Un risque qui a explosé
La plus forte évolution au niveau du bilan bancaire est sans surprise le coût du risque, qui passe de 7,2 MMDH en 2019 à 12,5 en 2020 en social, et de 8,8 MMDH à 20,5 en consolidé. Par anticipation à une augmentation du risque de crédit attendu, les banques ont accru les provisions à caractère général, constituées pour couvrir les créances sensibles, en hausse de 28%. Ces provisions représentent 1,5% des crédits sains contre 1,2% en 2019.
Au niveau international, les plus faibles taux d’infection dans les pays de présence en Afrique ont fait que le poids des filiales africaines est passé de 29% du RNPG en 2019 à 41% en 2020, aux dépens du poids du Maroc !
Enfin, Mme Zahoui est revenue sur les grands chantiers pilotés par BAM, comme la mise en place du ratio maximum d’exposition au risque de taux d’intérêt, qui va conduire les banques à devoir réussir 6 stress tests différents. Elle a également évoqué le projet de comparatif des tarifs bancaires et dates de valeur, qui « avance bien », à travers les travaux d’une « commission avec le GPBM ». Un 2ème appel d’offres a été lancé, pour trouver le prestataire qui gérera l’application en question.

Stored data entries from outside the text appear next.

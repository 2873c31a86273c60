//! Subscription Registry
//!
//! Tracks live-data subscriptions and correlates SUBSCRIPTION_ACK messages
//! with the requests that caused them. Each subscribe call parks a oneshot
//! sender under a fresh request id; the router completes it when the
//! matching ack arrives, or the caller's timeout removes it.
//!
//! The registry resets itself whenever the live link ends, so nothing
//! survives a reconnect.

use std::collections::{BTreeSet, HashMap};
use std::sync::{Arc, Weak};

use futures_util::FutureExt;
use serde::Serialize;
use thiserror::Error;
use tokio::sync::{oneshot, Mutex};
use uuid::Uuid;

use crate::config::SubscriptionConfig;
use crate::connection::{ConnectionError, ConnectionManager};
use crate::protocol::{DataQuality, Outbound, SubscriptionRequest};

/// Subscription errors
#[derive(Error, Debug, Clone, PartialEq)]
pub enum SubscriptionError {
    #[error("Subscription {request_id} not acknowledged within {timeout_ms}ms")]
    Timeout { request_id: String, timeout_ms: u64 },

    #[error("Subscription {request_id} cancelled: connection lost")]
    Cancelled { request_id: String },

    #[error(transparent)]
    Connection(#[from] ConnectionError),
}

/// A subscription to device/metric streams
#[derive(Debug, Clone, PartialEq, Serialize)]
#[serde(rename_all = "camelCase")]
pub struct Subscription {
    pub request_id: String,
    /// Server-assigned id, set on acknowledgement
    pub subscription_id: Option<String>,
    pub device_ids: Vec<String>,
    pub metric_types: Vec<String>,
    pub frequency_ms: u64,
    pub acknowledged: bool,
}

/// Optional subscribe parameters
#[derive(Debug, Clone, Default)]
pub struct SubscribeOptions {
    /// Update frequency; the configured default when unset
    pub frequency_ms: Option<u64>,
    pub quality_filter: Vec<DataQuality>,
}

struct Pending {
    subscription: Subscription,
    ack: oneshot::Sender<Subscription>,
}

#[derive(Default)]
struct RegistryState {
    pending: HashMap<String, Pending>,
    active: HashMap<String, Subscription>,
}

/// Shared subscription table
#[derive(Clone)]
pub struct SubscriptionRegistry {
    connection: ConnectionManager,
    config: SubscriptionConfig,
    state: Arc<Mutex<RegistryState>>,
}

impl SubscriptionRegistry {
    pub fn new(connection: ConnectionManager, config: SubscriptionConfig) -> Self {
        let state = Arc::new(Mutex::new(RegistryState::default()));

        let weak: Weak<Mutex<RegistryState>> = Arc::downgrade(&state);
        connection.on_session_end(Arc::new(move || {
            let weak = weak.clone();
            async move {
                if let Some(state) = weak.upgrade() {
                    let dropped = reset_state(&state).await;
                    tracing::info!(dropped, "Connection lost, subscriptions dropped");
                }
            }
            .boxed()
        }));

        Self {
            connection,
            config,
            state,
        }
    }

    /// Subscribe and wait for the server's acknowledgement
    pub async fn subscribe(
        &self,
        device_ids: &[String],
        metric_types: &[String],
        options: SubscribeOptions,
    ) -> Result<Subscription, SubscriptionError> {
        let request_id = Uuid::new_v4().to_string();
        let frequency_ms = options
            .frequency_ms
            .unwrap_or(self.config.default_frequency_ms);

        let subscription = Subscription {
            request_id: request_id.clone(),
            subscription_id: None,
            device_ids: device_ids.to_vec(),
            metric_types: metric_types.to_vec(),
            frequency_ms,
            acknowledged: false,
        };

        let (ack_tx, ack_rx) = oneshot::channel();
        self.state.lock().await.pending.insert(
            request_id.clone(),
            Pending {
                subscription,
                ack: ack_tx,
            },
        );

        let request = Outbound::SubscriptionRequest(SubscriptionRequest {
            devices: device_ids.to_vec(),
            parameters: metric_types.to_vec(),
            frequency: frequency_ms,
            quality_filter: options.quality_filter,
        });

        if let Err(e) = self.connection.send(&request, Some(&request_id)).await {
            self.state.lock().await.pending.remove(&request_id);
            tracing::warn!(request_id = %request_id, error = %e, "Subscription request not sent");
            return Err(e.into());
        }

        tracing::debug!(
            request_id = %request_id,
            devices = device_ids.len(),
            metrics = metric_types.len(),
            "Subscription requested"
        );

        match tokio::time::timeout(self.config.timeout(), ack_rx).await {
            Ok(Ok(subscription)) => Ok(subscription),
            Ok(Err(_)) => Err(SubscriptionError::Cancelled { request_id }),
            Err(_) => {
                self.state.lock().await.pending.remove(&request_id);
                tracing::warn!(request_id = %request_id, "Subscription timed out");
                Err(SubscriptionError::Timeout {
                    request_id,
                    timeout_ms: self.config.subscription_timeout_ms,
                })
            }
        }
    }

    /// Complete the pending subscribe for `request_id`
    ///
    /// Returns false for stale or unknown request ids.
    pub async fn acknowledge(&self, request_id: &str, subscription_id: &str) -> bool {
        let mut state = self.state.lock().await;
        let Some(pending) = state.pending.remove(request_id) else {
            tracing::debug!(request_id = %request_id, "Ignoring stale subscription ack");
            return false;
        };

        let mut subscription = pending.subscription;
        subscription.subscription_id = Some(subscription_id.to_string());
        subscription.acknowledged = true;

        if pending.ack.send(subscription.clone()).is_err() {
            tracing::debug!(request_id = %request_id, "Subscriber gone before ack");
            return false;
        }

        tracing::info!(
            request_id = %request_id,
            subscription_id = %subscription_id,
            "Subscription acknowledged"
        );
        state.active.insert(request_id.to_string(), subscription);
        true
    }

    /// Stop streaming `device_ids`, or everything when `None`
    ///
    /// Local state is updated first; the server is told the remaining set
    /// without waiting for a reply.
    pub async fn unsubscribe(&self, device_ids: Option<&[String]>) -> Result<(), SubscriptionError> {
        let (devices, parameters) = {
            let mut state = self.state.lock().await;
            match device_ids {
                None => {
                    state.active.clear();
                    (Vec::new(), Vec::new())
                }
                Some(ids) => {
                    state.active.retain(|_, sub| {
                        sub.device_ids.retain(|d| !ids.contains(d));
                        !sub.device_ids.is_empty()
                    });
                    let devices: BTreeSet<String> = state
                        .active
                        .values()
                        .flat_map(|s| s.device_ids.iter().cloned())
                        .collect();
                    let parameters: BTreeSet<String> = state
                        .active
                        .values()
                        .flat_map(|s| s.metric_types.iter().cloned())
                        .collect();
                    (devices.into_iter().collect(), parameters.into_iter().collect())
                }
            }
        };

        tracing::info!(remaining_devices = devices.len(), "Unsubscribing");

        let request = Outbound::SubscriptionRequest(SubscriptionRequest {
            devices,
            parameters,
            frequency: self.config.default_frequency_ms,
            quality_filter: Vec::new(),
        });
        let request_id = Uuid::new_v4().to_string();
        self.connection.send(&request, Some(&request_id)).await?;
        Ok(())
    }

    /// Drop all pending and active subscriptions; pending callers see `Cancelled`
    pub async fn reset(&self) -> usize {
        reset_state(&self.state).await
    }

    /// Acknowledged subscriptions
    pub async fn active(&self) -> Vec<Subscription> {
        let state = self.state.lock().await;
        let mut subs: Vec<Subscription> = state.active.values().cloned().collect();
        subs.sort_by(|a, b| a.request_id.cmp(&b.request_id));
        subs
    }

    pub async fn pending_count(&self) -> usize {
        self.state.lock().await.pending.len()
    }

    pub async fn is_subscribed(&self, device_id: &str) -> bool {
        self.state
            .lock()
            .await
            .active
            .values()
            .any(|s| s.device_ids.iter().any(|d| d == device_id))
    }
}

/// Drop pending and active subscriptions; pending subscribers see `Cancelled`
async fn reset_state(state: &Mutex<RegistryState>) -> usize {
    let mut state = state.lock().await;
    let dropped = state.pending.len() + state.active.len();
    state.pending.clear();
    state.active.clear();
    if dropped > 0 {
        tracing::debug!(dropped, "Subscriptions reset");
    }
    dropped
}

En conclusion, Mme Zahoui a insisté sur le fait que les mesures prises par BAM en faveur des différents secteurs ou types d’entreprises font l’objet d’une revue régulière, et que ces mesures peuvent être prolongées si la Banque centrale juge que c’est nécessaire.
Selim Benabdelkhalek
Les mesures prises par BAM pendant la crise
Au Maroc, en plus des actions adoptées par le Gouvernement pour soutenir les ménages et les entreprises affectés par la crise, Bank Al-Maghrib a pris un ensemble de mesures pour assurer un financement approprié de l’économie et soutenir le secteur bancaire. Au plan de la politique monétaire, ces mesures ont porté sur la baisse du taux directeur de 75 points de base à un niveau historiquement bas de 1,5%, la libération intégrale du compte de la réserve obligatoire, l’élargissement du collatéral éligible aux opérations de recours par les banques aux avances de Bank Al-Maghrib et l’assouplissement des conditions de refinancement par la Banque Centrale des crédits bancaires aux TPME. Bank Al-Maghrib a également mis en place des lignes de refinancement à travers les banques pour couvrir les besoins des banques participatives et des associations de micro-crédit. Sur le plan prudentiel, Bank Al-Maghrib a introduit des allègements temporaires pour accompagner le secteur bancaire et consolider sa solidité. Au point de vue de la supervision bancaire, la Banque a dû s’adapter au contexte de la crise sanitaire et économique à travers un monitoring des sources de risque prioritaires et une attention renforcée à tout ce qui touche la protection de la clientèle. La Banque a également finalisé une série de réformes réglementaires, décalées en raison de la crise, et qui ont été adoptées en 2021. Par ailleurs, la crise pandémique a amené à booster le digital au niveau des services bancaires et à engager pleinement le secteur dans un processus de transition vers une finance écologique, durable et innovante.